> [ACTIVITY]: Exact copies of all the records are the expected output.

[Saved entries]
⟨

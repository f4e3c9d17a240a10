//! Evaluation of custom rules against a table.

use serde::Serialize;
use tracing::{debug, info};

use crate::error::Result;
use crate::input::DataTable;
use crate::validation::EvidenceTable;

use super::expression::RowPredicate;
use super::rule::CustomRuleList;

/// Break count of one rule.
#[derive(Debug, Clone, PartialEq, Eq, Serialize)]
pub struct RuleSummary {
    pub name: String,
    /// The rule's query text.
    pub rule: String,
    pub count: usize,
}

/// Summary and evidence of a custom-rule run.
#[derive(Debug, Clone, PartialEq)]
pub struct CustomVerification {
    pub summary: Vec<RuleSummary>,
    pub evidence: EvidenceTable,
}

impl CustomVerification {
    /// Sum of every rule's break count.
    pub fn total_breaks(&self) -> usize {
        self.summary.iter().map(|s| s.count).sum()
    }
}

/// Runs custom rules. Rows matching a rule's query are breaks.
#[derive(Debug, Clone, Default)]
pub struct CustomVerifier;

impl CustomVerifier {
    pub fn new() -> Self {
        Self
    }

    /// Evaluate every rule, in list order.
    ///
    /// Every query is compiled before any is evaluated, so a malformed query
    /// or an unknown column aborts the run without partial results.
    pub fn verify(&self, table: &DataTable, rules: &CustomRuleList) -> Result<CustomVerification> {
        let compiled = rules
            .iter()
            .map(|rule| Ok((rule, RowPredicate::compile(&rule.name, &rule.query, table)?)))
            .collect::<Result<Vec<_>>>()?;

        let mut summary = Vec::with_capacity(compiled.len());
        let mut evidence = EvidenceTable::new(table);

        for (rule, predicate) in compiled {
            let rows = predicate.matching_rows(table);
            debug!(rule = %rule.name, breaks = rows.len(), "Evaluated custom rule");

            evidence.extend(table, &rows, &rule.label());
            summary.push(RuleSummary {
                name: rule.name.clone(),
                rule: rule.query.clone(),
                count: rows.len(),
            });
        }

        let verification = CustomVerification { summary, evidence };
        info!(
            rules = verification.summary.len(),
            breaks = verification.total_breaks(),
            "Custom rule verification complete"
        );
        Ok(verification)
    }
}
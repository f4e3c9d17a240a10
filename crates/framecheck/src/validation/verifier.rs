//! Verification of a table against a constraint set.

use std::borrow::Cow;

use tracing::{debug, info};

use crate::error::Result;
use crate::input::DataTable;
use crate::schema::ConstraintSet;

use super::checks::run_check;
use super::result::{EvidenceTable, Summary, Verification};

/// Verification options.
#[derive(Debug, Clone, Default)]
pub struct VerifyOptions {
    /// Cast each column to its declared `data_type` before checking.
    pub enforce_dtypes: bool,
}

/// Checks tables against constraint sets.
#[derive(Debug, Clone, Default)]
pub struct Verifier {
    options: VerifyOptions,
}

impl Verifier {
    pub fn new() -> Self {
        Self::default()
    }

    pub fn with_options(options: VerifyOptions) -> Self {
        Self { options }
    }

    /// Run every constraint of `constraints` against `table`.
    ///
    /// Fails with a lookup error if a constrained column is missing from the
    /// table, and with a type-coercion error if enforcement cannot cast a
    /// column. Either failure aborts the whole verification. `table` itself is
    /// never modified.
    pub fn verify(&self, table: &DataTable, constraints: &ConstraintSet) -> Result<Verification> {
        for column in constraints.column_names() {
            table.require_column(column)?;
        }

        let table = if self.options.enforce_dtypes {
            Cow::Owned(enforce_dtypes(table, constraints)?)
        } else {
            Cow::Borrowed(table)
        };

        let mut summary = Summary::new();
        let mut evidence = EvidenceTable::new(&table);

        for (name, record) in constraints.iter() {
            let column = table.require_column(name)?;

            for constraint in record.iter() {
                let kind = constraint.kind();
                let result = run_check(constraint, column);

                debug!(column = %name, check = %kind, outcome = %result.outcome, "Ran check");

                summary.record(name, kind, result.outcome);
                if !result.rows.is_empty() {
                    evidence.extend(&table, &result.rows, &format!("{}: {}", kind, name));
                }
            }
        }

        info!(
            columns = summary.len(),
            breaks = summary.total_breaks(),
            evidence_rows = evidence.len(),
            "Verification complete"
        );

        Ok(Verification { summary, evidence })
    }
}

/// Copy of `table` with every constrained column cast to its declared type.
pub fn enforce_dtypes(table: &DataTable, constraints: &ConstraintSet) -> Result<DataTable> {
    let mut enforced = table.clone();

    for (name, dtype) in constraints.dtypes()? {
        let column = enforced.require_column(&name)?;
        if column.dtype() == dtype {
            continue;
        }
        debug!(column = %name, from = %column.dtype(), to = %dtype, "Enforcing declared type");
        let cast = column.cast(dtype)?;
        enforced.replace_column(cast)?;
    }

    Ok(enforced)
}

⟩

> [TASK SOLUTION]:
repository f4e3c9d17a240a10
//! Evaluation of custom rules against a table.

use serde::Serialize;
use tracing::{debug, info};

use crate::error::Result;
use crate::input::DataTable;
use crate::validation::EvidenceTable;

use super::expression::RowPredicate;
use super::rule::CustomRuleList;

/// Break count of one rule.
#[derive(Debug, Clone, PartialEq, Eq, Serialize)]
pub struct RuleSummary {
    pub name: String,
    /// The rule's query text.
    pub rule: String,
    pub count: usize,
}

/// Summary and evidence of a custom-rule run.
#[derive(Debug, Clone, PartialEq)]
pub struct CustomVerification {
    pub summary: Vec<RuleSummary>,
    pub evidence: EvidenceTable,
}

impl CustomVerification {
    /// Sum of every rule's break count.
    pub fn total_breaks(&self) -> usize {
        self.summary.iter().map(|s| s.count).sum()
    }
}

/// Runs custom rules. Rows matching a rule's query are breaks.
#[derive(Debug, Clone, Default)]
pub struct CustomVerifier;

impl CustomVerifier {
    pub fn new() -> Self {
        Self
    }

    /// Evaluate every rule, in list order.
    ///
    /// Every query is compiled before any is evaluated, so a malformed query
    /// or an unknown column aborts the run without partial results.
    pub fn verify(&self, table: &DataTable, rules: &CustomRuleList) -> Result<CustomVerification> {
        let compiled = rules
            .iter()
            .map(|rule| Ok((rule, RowPredicate::compile(&rule.name, &rule.query, table)?)))
            .collect::<Result<Vec<_>>>()?;

        let mut summary = Vec::with_capacity(compiled.len());
        let mut evidence = EvidenceTable::new(table);

        for (rule, predicate) in compiled {
            let rows = predicate.matching_rows(table);
            debug!(rule = %rule.name, breaks = rows.len(), "Evaluated custom rule");

            evidence.extend(table, &rows, &rule.label());
            summary.push(RuleSummary {
                name: rule.name.clone(),
                rule: rule.query.clone(),
                count: rows.len(),
            });
        }

        let verification = CustomVerification { summary, evidence };
        info!(
            rules = verification.summary.len(),
            breaks = verification.total_breaks(),
            "Custom rule verification complete"
        );
        Ok(verification)
    }
}
repository f4e3c9d17a240a10
filename crates/framecheck/src/validation/verifier.rs
//! Verification of a table against a constraint set.

use std::borrow::Cow;

use tracing::{debug, info};

use crate::error::Result;
use crate::input::DataTable;
use crate::schema::ConstraintSet;

use super::checks::run_check;
use super::result::{EvidenceTable, Summary, Verification};

/// Verification options.
#[derive(Debug, Clone, Default)]
pub struct VerifyOptions {
    /// Cast each column to its declared `data_type` before checking.
    pub enforce_dtypes: bool,
}

/// Checks tables against constraint sets.
#[derive(Debug, Clone, Default)]
pub struct Verifier {
    options: VerifyOptions,
}

impl Verifier {
    pub fn new() -> Self {
        Self::default()
    }

    pub fn with_options(options: VerifyOptions) -> Self {
        Self { options }
    }

    /// Run every constraint of `constraints` against `table`.
    ///
    /// Fails with a lookup error if a constrained column is missing from the
    /// table, and with a type-coercion error if enforcement cannot cast a
    /// column. Either failure aborts the whole verification. `table` itself is
    /// never modified.
    pub fn verify(&self, table: &DataTable, constraints: &ConstraintSet) -> Result<Verification> {
        for column in constraints.column_names() {
            table.require_column(column)?;
        }

        let table = if self.options.enforce_dtypes {
            Cow::Owned(enforce_dtypes(table, constraints)?)
        } else {
            Cow::Borrowed(table)
        };

        let mut summary = Summary::new();
        let mut evidence = EvidenceTable::new(&table);

        for (name, record) in constraints.iter() {
            let column = table.require_column(name)?;

            for constraint in record.iter() {
                let kind = constraint.kind();
                let result = run_check(constraint, column);

                debug!(column = %name, check = %kind, outcome = %result.outcome, "Ran check");

                summary.record(name, kind, result.outcome);
                if !result.rows.is_empty() {
                    evidence.extend(&table, &result.rows, &format!("{}: {}", kind, name));
                }
            }
        }

        info!(
            columns = summary.len(),
            breaks = summary.total_breaks(),
            evidence_rows = evidence.len(),
            "Verification complete"
        );

        Ok(Verification { summary, evidence })
    }
}

/// Copy of `table` with every constrained column cast to its declared type.
pub fn enforce_dtypes(table: &DataTable, constraints: &ConstraintSet) -> Result<DataTable> {
    let mut enforced = table.clone();

    for (name, dtype) in constraints.dtypes()? {
        let column = enforced.require_column(&name)?;
        if column.dtype() == dtype {
            continue;
        }
        debug!(column = %name, from = %column.dtype(), to = %dtype, "Enforcing declared type");
        let cast = column.cast(dtype)?;
        enforced.replace_column(cast)?;
    }

    Ok(enforced)
}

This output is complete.